• To do
Take each line of the records below that contains the string "Closed" and copy it.

Data for review section start

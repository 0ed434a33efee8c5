use std::sync::Arc;

use anyhow::Result;
use campus_core::{CrudService, Envelope, Latency, OperationWeight, Repository, ServiceMethodKind};
use chrono::Utc;
use tracing::info;
use uuid::Uuid;

use super::{
    Payment, PaymentDraft, PaymentFilter, PaymentPatch, PaymentSummary, PaymentType,
    PaymentTypeDraft, PaymentTypeFilter, PaymentTypePatch,
};

/// Student fees and the fee catalogue they are drawn from.
pub struct PaymentsService {
    payments: CrudService<Payment>,
    types: CrudService<PaymentType>,
}

impl PaymentsService {
    pub fn new(
        payments: Arc<dyn Repository<Payment>>,
        types: Arc<dyn Repository<PaymentType>>,
        latency: Latency,
    ) -> Self {
        Self {
            payments: CrudService::new("payments", payments, latency.clone()),
            types: CrudService::new("payment_types", types, latency),
        }
    }

    pub async fn list(&self, filter: &PaymentFilter) -> Result<Envelope<Vec<Payment>>> {
        self.payments.list(filter).await
    }

    pub async fn get(&self, id: &str) -> Result<Envelope<Payment>> {
        self.payments.get(id).await
    }

    pub async fn create(&self, draft: PaymentDraft) -> Result<Envelope<Payment>> {
        Ok(self
            .payments
            .create(draft)
            .await?
            .with_message("Payment created successfully"))
    }

    pub async fn update(&self, id: &str, patch: PaymentPatch) -> Result<Envelope<Payment>> {
        self.payments.update(id, patch).await
    }

    pub async fn delete(&self, id: &str) -> Result<Envelope<()>> {
        self.payments.delete(id).await
    }

    /// Settle a payment: status becomes `completed`, `paid_date` is now, and
    /// a transaction reference is attached.
    pub async fn make_payment(&self, id: &str) -> Result<Envelope<Payment>> {
        let reference = format!("TXN-{}", Uuid::new_v4().simple()).to_uppercase();
        let repo = self.payments.repository();

        let env = self
            .payments
            .call(
                ServiceMethodKind::Custom("makePayment"),
                OperationWeight::Transfer,
                async {
                    let patch = PaymentPatch::completed(Utc::now(), reference.clone());
                    repo.patch(id, patch).await
                },
            )
            .await?;

        if env.is_success() {
            info!(payment_id = id, %reference, "payment completed");
        }
        Ok(env.with_message("Payment successful"))
    }

    /// Paid and outstanding totals for one student.
    pub async fn summary(&self, student_id: &str) -> Result<Envelope<PaymentSummary>> {
        let repo = self.payments.repository();
        let filter = PaymentFilter::for_student(student_id);
        self.payments
            .call(
                ServiceMethodKind::Custom("paymentSummary"),
                OperationWeight::Light,
                async {
                    let payments = repo.list(&filter).await?;
                    Ok::<_, anyhow::Error>(PaymentSummary::from_payments(student_id, &payments))
                },
            )
            .await
    }

    pub async fn list_types(&self, filter: &PaymentTypeFilter) -> Result<Envelope<Vec<PaymentType>>> {
        self.types.list(filter).await
    }

    pub async fn create_type(&self, draft: PaymentTypeDraft) -> Result<Envelope<PaymentType>> {
        Ok(self
            .types
            .create(draft)
            .await?
            .with_message("Payment type created successfully"))
    }

    pub async fn update_type(&self, id: &str, patch: PaymentTypePatch) -> Result<Envelope<PaymentType>> {
        self.types.update(id, patch).await
    }

    pub async fn delete_type(&self, id: &str) -> Result<Envelope<()>> {
        self.types.delete(id).await
    }
}
//! What the dashboard renders, reduced to plain data.
//!
//! Nothing here holds state; every helper is a function of its inputs.

use campus_core::StoreState;
use serde::Serialize;

use crate::services::admissions::AdmissionStatus;
use crate::services::assignments::AssignmentStatus;
use crate::services::payments::PaymentStatus;

#[derive(Debug, Clone, Copy, PartialEq, Eq, Serialize)]
#[serde(rename_all = "snake_case")]
pub enum BadgeVariant {
    Success,
    Warning,
    Danger,
    Info,
    Neutral,
}

/// A status that can be shown as a coloured badge.
pub trait BadgeStatus {
    fn badge_label(&self) -> &'static str;
    fn badge_variant(&self) -> BadgeVariant;
}

impl BadgeStatus for PaymentStatus {
    fn badge_label(&self) -> &'static str {
        match self {
            PaymentStatus::Pending => "Pending",
            PaymentStatus::Completed => "Paid",
            PaymentStatus::Failed => "Failed",
            PaymentStatus::Overdue => "Overdue",
        }
    }

    fn badge_variant(&self) -> BadgeVariant {
        match self {
            PaymentStatus::Pending => BadgeVariant::Warning,
            PaymentStatus::Completed => BadgeVariant::Success,
            PaymentStatus::Failed | PaymentStatus::Overdue => BadgeVariant::Danger,
        }
    }
}

impl BadgeStatus for AssignmentStatus {
    fn badge_label(&self) -> &'static str {
        match self {
            AssignmentStatus::Draft => "Draft",
            AssignmentStatus::Published => "Published",
            AssignmentStatus::Closed => "Closed",
        }
    }

    fn badge_variant(&self) -> BadgeVariant {
        match self {
            AssignmentStatus::Draft => BadgeVariant::Neutral,
            AssignmentStatus::Published => BadgeVariant::Success,
            AssignmentStatus::Closed => BadgeVariant::Info,
        }
    }
}

impl BadgeStatus for AdmissionStatus {
    fn badge_label(&self) -> &'static str {
        match self {
            AdmissionStatus::Submitted => "Submitted",
            AdmissionStatus::UnderReview => "Under review",
            AdmissionStatus::Accepted => "Accepted",
            AdmissionStatus::Rejected => "Rejected",
        }
    }

    fn badge_variant(&self) -> BadgeVariant {
        match self {
            AdmissionStatus::Submitted => BadgeVariant::Info,
            AdmissionStatus::UnderReview => BadgeVariant::Warning,
            AdmissionStatus::Accepted => BadgeVariant::Success,
            AdmissionStatus::Rejected => BadgeVariant::Danger,
        }
    }
}

/// Results are either visible to students or not yet.
#[derive(Debug, Clone, Copy, PartialEq, Eq)]
pub struct Published(pub bool);

impl BadgeStatus for Published {
    fn badge_label(&self) -> &'static str {
        if self.0 {
            "Published"
        } else {
            "Unpublished"
        }
    }

    fn badge_variant(&self) -> BadgeVariant {
        if self.0 {
            BadgeVariant::Success
        } else {
            BadgeVariant::Neutral
        }
    }
}

#[derive(Debug, Clone, PartialEq, Eq, Serialize)]
pub struct StatusBadge {
    pub label: &'static str,
    pub variant: BadgeVariant,
}

impl StatusBadge {
    pub fn of(status: &impl BadgeStatus) -> Self {
        Self {
            label: status.badge_label(),
            variant: status.badge_variant(),
        }
    }
}

/// A link or button shown in a page header or empty state.
#[derive(Debug, Clone, PartialEq, Eq, Serialize)]
pub struct Action {
    pub label: String,
    pub href: String,
}

impl Action {
    pub fn new(label: impl Into<String>, href: impl Into<String>) -> Self {
        Self {
            label: label.into(),
            href: href.into(),
        }
    }
}

#[derive(Debug, Clone, PartialEq, Eq, Serialize)]
#[serde(rename_all = "camelCase")]
pub struct PageHeader {
    pub title: String,
    pub description: Option<String>,
    pub back_href: Option<String>,
    pub actions: Vec<Action>,
}

impl PageHeader {
    pub fn new(title: impl Into<String>) -> Self {
        Self {
            title: title.into(),
            description: None,
            back_href: None,
            actions: Vec::new(),
        }
    }

    pub fn description(mut self, description: impl Into<String>) -> Self {
        self.description = Some(description.into());
        self
    }

    pub fn back(mut self, href: impl Into<String>) -> Self {
        self.back_href = Some(href.into());
        self
    }

    pub fn action(mut self, action: Action) -> Self {
        self.actions.push(action);
        self
    }
}

#[derive(Debug, Clone, PartialEq, Eq, Serialize)]
pub struct EmptyState {
    pub icon: Option<String>,
    pub title: String,
    pub description: Option<String>,
    pub action: Option<Action>,
}

impl EmptyState {
    pub fn new(title: impl Into<String>) -> Self {
        Self {
            icon: None,
            title: title.into(),
            description: None,
            action: None,
        }
    }

    pub fn icon(mut self, icon: impl Into<String>) -> Self {
        self.icon = Some(icon.into());
        self
    }

    pub fn description(mut self, description: impl Into<String>) -> Self {
        self.description = Some(description.into());
        self
    }

    pub fn action(mut self, action: Action) -> Self {
        self.action = Some(action);
        self
    }
}

/// Which of the four list-page shapes to draw for a store snapshot.
#[derive(Debug, Clone, PartialEq)]
pub enum LoadState<'a, R> {
    Loading,
    Error(&'a str),
    Empty,
    Ready(&'a [R]),
}

impl<'a, R> LoadState<'a, R> {
    /// Loading wins over an error left from an earlier call.
    pub fn of(state: &'a StoreState<R>) -> Self {
        if state.is_loading {
            LoadState::Loading
        } else if let Some(error) = state.error.as_deref() {
            LoadState::Error(error)
        } else if state.items.is_empty() {
            LoadState::Empty
        } else {
            LoadState::Ready(&state.items)
        }
    }
}

/// Minor units to a display amount, e.g. `150000` → `"1,500.00"`.
pub fn format_amount(minor: u64) -> String {
    let whole = (minor / 100).to_string();
    let mut grouped = String::with_capacity(whole.len() + whole.len() / 3);
    for (i, ch) in whole.chars().enumerate() {
        if i > 0 && (whole.len() - i) % 3 == 0 {
            grouped.push(',');
        }
        grouped.push(ch);
    }
    format!("{grouped}.{:02}", minor % 100)
}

Data for review section end

• Solution
            AssignmentStatus::Closed => "Closed",
            AssignmentStatus::Closed => BadgeVariant::Info,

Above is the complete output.